*WHAT TO WORK ON*:
Take the data below. Output it exactly from its first line through the line containing "pub struct FavoriteIds".

*DATA PROVIDED*:
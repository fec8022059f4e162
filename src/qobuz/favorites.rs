use crate::{
    catalog::Catalog,
    node::{Node, NodeKind, Parameters, behavior},
    qobuz::CatalogApi,
    types::Request,
    warning,
};

/// Ids to add to or remove from the user's favorites.
#[derive(Debug, Clone, Default, PartialEq, Eq)]
pub struct FavoriteIds {
    pub tracks: Vec<String>,
    pub albums: Vec<String>,
    pub artists: Vec<String>,
}

impl FavoriteIds {
    pub fn is_empty(&self) -> bool {
        self.tracks.is_empty() && self.albums.is_empty() && self.artists.is_empty()
    }

    fn apply(&self, mut request: Request) -> Request {
        for (name, ids) in [
            ("track_ids", &self.tracks),
            ("album_ids", &self.albums),
            ("artist_ids", &self.artists),
        ] {
            if !ids.is_empty() {
                request = request.arg(name, ids.join(","));
            }
        }
        request
    }
}

pub async fn add<A: CatalogApi>(catalog: &Catalog<A>, ids: &FavoriteIds) -> bool {
    mutate(catalog, "/favorite/create", ids).await
}

pub async fn remove<A: CatalogApi>(catalog: &Catalog<A>, ids: &FavoriteIds) -> bool {
    mutate(catalog, "/favorite/delete", ids).await
}

async fn mutate<A: CatalogApi>(catalog: &Catalog<A>, endpoint: &str, ids: &FavoriteIds) -> bool {
    if ids.is_empty() {
        warning!("No favorite given");
        return false;
    }
    if catalog.call(&ids.apply(Request::new(endpoint))).await.is_none() {
        return false;
    }
    invalidate(catalog).await;
    true
}

/// Drops the cached first page of the user's favorites.
pub async fn invalidate<A: CatalogApi>(catalog: &Catalog<A>) -> bool {
    let favorites = Node::new(NodeKind::Favorites, Parameters::new(), None);
    match behavior::request(&favorites, catalog) {
        Some(request) => catalog.invalidate(&request).await,
        None => false,
    }
}
use std::time::Duration;

use serde_json::Value;

use crate::{
    cache::FileCache,
    config, debug,
    qobuz::{CatalogApi, is_empty_payload},
    types::Request,
    warning,
};

/// Cache-aware access to the remote catalog.
///
/// Nodes fetch through [`Catalog::get`]: a fresh cache entry is served as is,
/// a missing or stale one falls back to the remote API and the result is
/// written back. Mutations go through [`Catalog::call`], which bypasses the
/// cache, and then [`Catalog::invalidate`] what they changed.
pub struct Catalog<A: CatalogApi> {
    api: A,
    cache: FileCache,
    limit: u32,
    image_size: String,
    user_id: Option<String>,
    offline: bool,
}

impl<A: CatalogApi> Catalog<A> {
    pub fn new(api: A, cache: FileCache) -> Self {
        Self {
            api,
            cache,
            limit: config::DEFAULT_PAGINATION_LIMIT,
            image_size: "large".to_string(),
            user_id: None,
            offline: false,
        }
    }

    /// Catalog configured from the environment around the given API and
    /// user.
    pub fn from_env(api: A, user_id: Option<String>) -> Self {
        let cache = FileCache::new(config::cache_dir()).with_default_ttl(config::cache_ttl());
        Self::new(api, cache)
            .with_limit(config::pagination_limit())
            .with_image_size(config::image_size())
            .with_user_id(user_id)
            .with_offline(config::offline())
    }

    pub fn with_limit(mut self, limit: u32) -> Self {
        self.limit = limit.max(1);
        self
    }

    pub fn with_image_size(mut self, size: String) -> Self {
        self.image_size = size;
        self
    }

    pub fn with_user_id(mut self, user_id: Option<String>) -> Self {
        self.user_id = user_id;
        self
    }

    pub fn with_offline(mut self, offline: bool) -> Self {
        self.offline = offline;
        self
    }

    pub fn api(&self) -> &A {
        &self.api
    }

    pub fn cache(&self) -> &FileCache {
        &self.cache
    }

    pub fn limit(&self) -> u32 {
        self.limit
    }

    pub fn image_size(&self) -> &str {
        &self.image_size
    }

    pub fn user_id(&self) -> Option<&str> {
        self.user_id.as_deref()
    }

    /// Cached read of `request`.
    pub async fn get(&self, request: &Request) -> Option<Value> {
        let key = request.cache_key();
        let ttl = Duration::from_secs(self.cache.ttl(&request.endpoint));

        if let Some(age) = self.cache.age(&key).await {
            if age < ttl {
                if let Some(payload) = self.cache.load(&key).await {
                    debug!("Cache hit for {}", request.endpoint);
                    return Some(payload);
                }
            } else {
                debug!("Cache entry for {} is stale", request.endpoint);
            }
        }

        if self.offline {
            debug!("Offline, no cached response for {}", request.endpoint);
            return None;
        }

        let payload = self.call(request).await?;
        if !self.cache.store(&key, &payload).await {
            warning!("Proceeding without cache for {}", request.endpoint);
        }
        Some(payload)
    }

    /// Uncached remote call.
    pub async fn call(&self, request: &Request) -> Option<Value> {
        self.api
            .get(&request.endpoint, &request.args)
            .await
            .filter(|payload| !is_empty_payload(payload))
    }

    /// Drops the cached response of `request`, returns whether one existed.
    pub async fn invalidate(&self, request: &Request) -> bool {
        let removed = self.cache.delete(&request.cache_key()).await;
        if removed {
            debug!("Invalidated cached {}", request.endpoint);
        }
        removed
    }
}
//! Detection of truncated result pages and the synthetic "next page" child.

use serde_json::Value;

use crate::{
    node::{Node, NodeId, Tree, behavior},
    types::Pagination,
};

/// Payload fields that may hold a paginated collection, in lookup order.
pub const PAGINATED_FIELDS: [&str; 10] = [
    "albums",
    "labels",
    "tracks",
    "artists",
    "playlists",
    "playlist",
    "public_playlists",
    "genres",
    "rubrics",
    "articles",
];

/// Pagination of `data` when it holds a truncated page.
///
/// Only the first field carrying `limit`, `total` and `offset` is
/// considered; a payload with two paginated collections is extended along
/// the first one only. A page that cannot advance (`limit` of zero, an
/// offset past `u64::MAX`) is never reported as truncated.
pub fn detect(data: &Value) -> Option<Pagination> {
    let (offset, limit, total) = PAGINATED_FIELDS
        .iter()
        .filter_map(|field| data.get(field))
        .find_map(page_window)?;

    if limit == 0 {
        return None;
    }
    let next_offset = offset.checked_add(limit)?;
    (total > next_offset).then_some(Pagination {
        offset,
        limit,
        total,
        next_offset,
    })
}

fn page_window(collection: &Value) -> Option<(u64, u64, u64)> {
    let collection = collection.as_object()?;
    let offset = collection.get("offset")?.as_u64()?;
    let limit = collection.get("limit")?.as_u64()?;
    let total = collection.get("total")?.as_u64()?;
    Some((offset, limit, total))
}

/// Records the pagination of the node's current payload, returns whether the
/// page is truncated.
pub fn detect_pagination(tree: &mut Tree, id: NodeId) -> bool {
    let Some(node) = tree.get_mut(id) else {
        return false;
    };
    let pagination = node.data().and_then(detect);
    node.set_pagination(pagination);
    pagination.is_some()
}

/// Appends the continuation child of a truncated node: same kind and
/// identity, offset moved to the next page, a copy of the current payload.
///
/// No continuation is added when it would fetch the same page again: the
/// kind's request carries no offset, or the payload reports a next offset
/// that is not past the node's own.
pub fn append_continuation(tree: &mut Tree, id: NodeId) -> Option<NodeId> {
    let node = tree.get(id)?;
    let pagination = node.pagination()?;
    if !behavior::is_paged(node.kind()) || pagination.next_offset <= node.offset() {
        return None;
    }

    let mut params = node.params().clone();
    if let Some(nid) = node.nid() {
        params.set("nid", nid);
    }
    params.set("offset", pagination.next_offset.to_string());

    let continuation = Node::new(node.kind(), params, node.data().cloned())
        .with_label(behavior::base_label(tree, id))
        .with_page_marker(format!("[{} / {}]", pagination.next_offset, pagination.total));
    Some(tree.attach(id, continuation))
}
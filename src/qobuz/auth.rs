use serde_json::Value;

use crate::{
    node::property::{lookup, value_to_string},
    qobuz::CatalogApi,
    types::{Args, Session},
    utils, warning,
};

/// Authenticates against `/user/login` and returns the new session.
///
/// The login call is never cached. `password` is sent as configured; the
/// API expects its MD5 digest.
///
/// # Arguments
///
/// * `api` - Remote catalog to authenticate against
/// * `username` - Account name or email
/// * `password` - MD5 digest of the account password
///
/// # Returns
///
/// - `Some(Session)` - User id and auth token of the account
/// - `None` - Login refused or the answer lacked the user id or token
///
/// # Example
///
/// ```ignore
/// let client = QobuzClient::from_env();
/// if let Some(session) = login(&client, "me@example.org", "5f4dcc3b...").await {
///     SessionManager::new(session).persist().await?;
/// }
/// ```
pub async fn login<A: CatalogApi>(api: &A, username: &str, password: &str) -> Option<Session> {
    let mut args = Args::new();
    args.insert("username".to_string(), username.to_string());
    args.insert("password".to_string(), password.to_string());

    let Some(json) = api.get("/user/login", &args).await else {
        warning!("Login for {} failed", username);
        return None;
    };
    session_from_login(&json)
}

/// Extracts the session of a `/user/login` answer.
pub fn session_from_login(json: &Value) -> Option<Session> {
    let user_id = lookup(json, "user/id").found().and_then(value_to_string);
    let token = lookup(json, "user_auth_token")
        .found()
        .and_then(value_to_string);

    match (user_id, token) {
        (Some(user_id), Some(user_auth_token)) => Some(Session {
            user_id,
            user_auth_token,
            obtained_at: utils::now_timestamp(),
        }),
        _ => {
            warning!("Login answer carries no user id or auth token");
            None
        }
    }
}
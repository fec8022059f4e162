use std::{fmt, io, path::PathBuf};

use crate::{config, types::Session};

#[derive(Debug)]
pub enum SessionError {
    IoError(io::Error),
    SerdeError(serde_json::Error),
}

impl From<io::Error> for SessionError {
    fn from(err: io::Error) -> Self {
        SessionError::IoError(err)
    }
}

impl From<serde_json::Error> for SessionError {
    fn from(err: serde_json::Error) -> Self {
        SessionError::SerdeError(err)
    }
}

impl fmt::Display for SessionError {
    fn fmt(&self, f: &mut fmt::Formatter<'_>) -> fmt::Result {
        match self {
            SessionError::IoError(e) if e.kind() == io::ErrorKind::NotFound => {
                write!(f, "no session stored, run `qobuzcli login` first")
            }
            SessionError::IoError(e) => write!(f, "cannot access session: {}", e),
            SessionError::SerdeError(e) => write!(f, "broken session file: {}", e),
        }
    }
}

impl std::error::Error for SessionError {}

/// Persisted login session (user id and auth token).
pub struct SessionManager {
    session: Session,
    path: PathBuf,
}

impl SessionManager {
    pub fn new(session: Session) -> Self {
        SessionManager {
            session,
            path: Self::session_path(),
        }
    }

    /// Same session stored at `path` instead of the data directory.
    pub fn with_path(mut self, path: PathBuf) -> Self {
        self.path = path;
        self
    }

    pub async fn load() -> Result<Self, SessionError> {
        Self::load_from(Self::session_path()).await
    }

    pub async fn load_from(path: PathBuf) -> Result<Self, SessionError> {
        let content = async_fs::read_to_string(&path).await?;
        let session: Session = serde_json::from_str(&content)?;
        Ok(Self { session, path })
    }

    pub async fn persist(&self) -> Result<(), SessionError> {
        if let Some(parent) = self.path.parent() {
            async_fs::create_dir_all(parent).await?;
        }

        let json = serde_json::to_string_pretty(&self.session)?;
        async_fs::write(&self.path, json).await?;
        Ok(())
    }

    pub fn current_session(&self) -> &Session {
        &self.session
    }

    pub fn user_id(&self) -> &str {
        &self.session.user_id
    }

    pub fn user_auth_token(&self) -> &str {
        &self.session.user_auth_token
    }

    fn session_path() -> PathBuf {
        config::data_dir().join("cache").join("session.json")
    }
}
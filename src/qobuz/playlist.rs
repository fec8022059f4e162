//! Playlist mutations.
//!
//! Every mutation is a direct remote call followed by the invalidation of
//! the cached first pages it made stale: the playlist itself and the list of
//! the user's playlists.

use std::collections::HashSet;

use serde_json::Value;

use crate::{
    catalog::Catalog,
    info,
    node::{Node, NodeId, NodeKind, NodeKinds, Parameters, Tree, behavior},
    qobuz::CatalogApi,
    traversal::{CancelToken, Listing, TraversalError, TreeBuilder, UNBOUNDED},
    types::Request,
    warning,
};

/// Track ids sent per `/playlist/addTracks` call.
pub const ADD_TRACKS_BATCH: usize = 50;
/// Most tracks a playlist can hold.
pub const MAX_PLAYLIST_TRACKS: usize = 1000;

/// Creates a playlist named `name`.
///
/// # Returns
///
/// The id of the new playlist, `None` when the API refused it.
///
/// # Example
///
/// ```ignore
/// if let Some(id) = create(&catalog, "Late night", false, false).await {
///     add_tracks(&catalog, &tree, &id, &tracks).await;
/// }
/// ```
pub async fn create<A: CatalogApi>(
    catalog: &Catalog<A>,
    name: &str,
    public: bool,
    collaborative: bool,
) -> Option<String> {
    let request = Request::new("/playlist/create")
        .arg("name", name)
        .arg("is_public", public)
        .arg("is_collaborative", collaborative);

    let json = catalog.call(&request).await?;
    let id = json.get("id").and_then(id_to_string)?;
    invalidate(catalog, &id).await;
    Some(id)
}

pub async fn rename<A: CatalogApi>(catalog: &Catalog<A>, playlist_id: &str, name: &str) -> bool {
    let name = name.trim();
    if name.is_empty() {
        warning!("A playlist needs a name");
        return false;
    }

    let request = Request::new("/playlist/update")
        .arg("playlist_id", playlist_id)
        .arg("name", name);
    if catalog.call(&request).await.is_none() {
        return false;
    }
    invalidate(catalog, playlist_id).await;
    true
}

pub async fn delete<A: CatalogApi>(catalog: &Catalog<A>, playlist_id: &str) -> bool {
    let request = Request::new("/playlist/delete").arg("playlist_id", playlist_id);
    if catalog.call(&request).await.is_none() {
        return false;
    }
    invalidate(catalog, playlist_id).await;
    true
}

/// Appends the tracks among `nodes` to a playlist.
///
/// Ids are sent in batches of [`ADD_TRACKS_BATCH`]; nodes that are not
/// tracks are skipped and anything past [`MAX_PLAYLIST_TRACKS`] is dropped
/// with a warning.
///
/// # Returns
///
/// `false` when there is nothing to add or a batch is refused. Batches sent
/// before a refused one stay in the playlist.
pub async fn add_tracks<A: CatalogApi>(
    catalog: &Catalog<A>,
    tree: &Tree,
    playlist_id: &str,
    nodes: &[NodeId],
) -> bool {
    let track_ids = track_ids(tree, nodes);
    if track_ids.is_empty() {
        warning!("No track to add");
        return false;
    }

    for batch in track_ids.chunks(ADD_TRACKS_BATCH) {
        let request = Request::new("/playlist/addTracks")
            .arg("playlist_id", playlist_id)
            .arg("track_ids", batch.join(","));
        if catalog.call(&request).await.is_none() {
            warning!("Adding tracks to playlist {} failed", playlist_id);
            return false;
        }
    }

    invalidate(catalog, playlist_id).await;
    true
}

/// Ids of the track nodes among `nodes`, capped at [`MAX_PLAYLIST_TRACKS`].
pub fn track_ids(tree: &Tree, nodes: &[NodeId]) -> Vec<String> {
    let mut ids: Vec<String> = nodes
        .iter()
        .filter_map(|id| tree.get(*id))
        .filter(|node| node.kind() == NodeKind::Track)
        .filter_map(Node::nid)
        .collect();

    if ids.len() > MAX_PLAYLIST_TRACKS {
        warning!(
            "Playlists hold at most {} tracks, skipping {}",
            MAX_PLAYLIST_TRACKS,
            ids.len() - MAX_PLAYLIST_TRACKS
        );
        ids.truncate(MAX_PLAYLIST_TRACKS);
    }
    ids
}

/// Drops the cached first page of the playlist and of the user's playlists.
pub async fn invalidate<A: CatalogApi>(catalog: &Catalog<A>, playlist_id: &str) {
    let playlist = Node::new(
        NodeKind::Playlist,
        Parameters::new().with("nid", playlist_id),
        None,
    );
    let user_playlists = Node::new(NodeKind::UserPlaylists, Parameters::new(), None);

    for node in [playlist, user_playlists] {
        if let Some(request) = behavior::request(&node, catalog) {
            catalog.invalidate(&request).await;
        }
    }
}

/// Every distinct track reachable from `start`, in traversal order.
///
/// Tracks are not fetched: their payload in the listing that contains them
/// is enough. Similar artists are not followed, so collecting from an
/// artist stays within that artist.
pub async fn collect_tracks<A: CatalogApi>(
    catalog: &Catalog<A>,
    tree: &mut Tree,
    start: NodeId,
    cancel: CancelToken,
) -> Result<Vec<NodeId>, TraversalError> {
    if tree.get(start).map(Node::kind) == Some(NodeKind::Track) {
        tree.fetch(start, catalog).await;
        return Ok(vec![start]);
    }

    let mut builder = TreeBuilder::new(catalog)
        .with_depth(UNBOUNDED)
        .with_include(NodeKinds::of(&[NodeKind::Track]))
        .with_exclude(NodeKinds::of(&[NodeKind::Track, NodeKind::SimilarArtists]))
        .with_cancel_token(cancel);
    let mut listing = Listing::new();
    builder.build(tree, start, &mut listing).await?;

    let mut seen = HashSet::new();
    let tracks: Vec<NodeId> = listing
        .into_nodes()
        .into_iter()
        .filter(|id| match tree.get(*id).and_then(Node::nid) {
            Some(nid) => seen.insert(nid),
            None => false,
        })
        .collect();
    info!("Collected {} tracks", tracks.len());
    Ok(tracks)
}

fn id_to_string(value: &Value) -> Option<String> {
    match value {
        Value::String(s) if !s.is_empty() => Some(s.clone()),
        Value::Number(n) => Some(n.to_string()),
        _ => None,
    }
}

*TASK RESPONSE*:
repository fec8022059f4e162
filename src/qobuz/favorites.rs
use crate::{
    catalog::Catalog,
    node::{Node, NodeKind, Parameters, behavior},
    qobuz::CatalogApi,
    types::Request,
    warning,
};

/// Ids to add to or remove from the user's favorites.
#[derive(Debug, Clone, Default, PartialEq, Eq)]
pub struct FavoriteIds {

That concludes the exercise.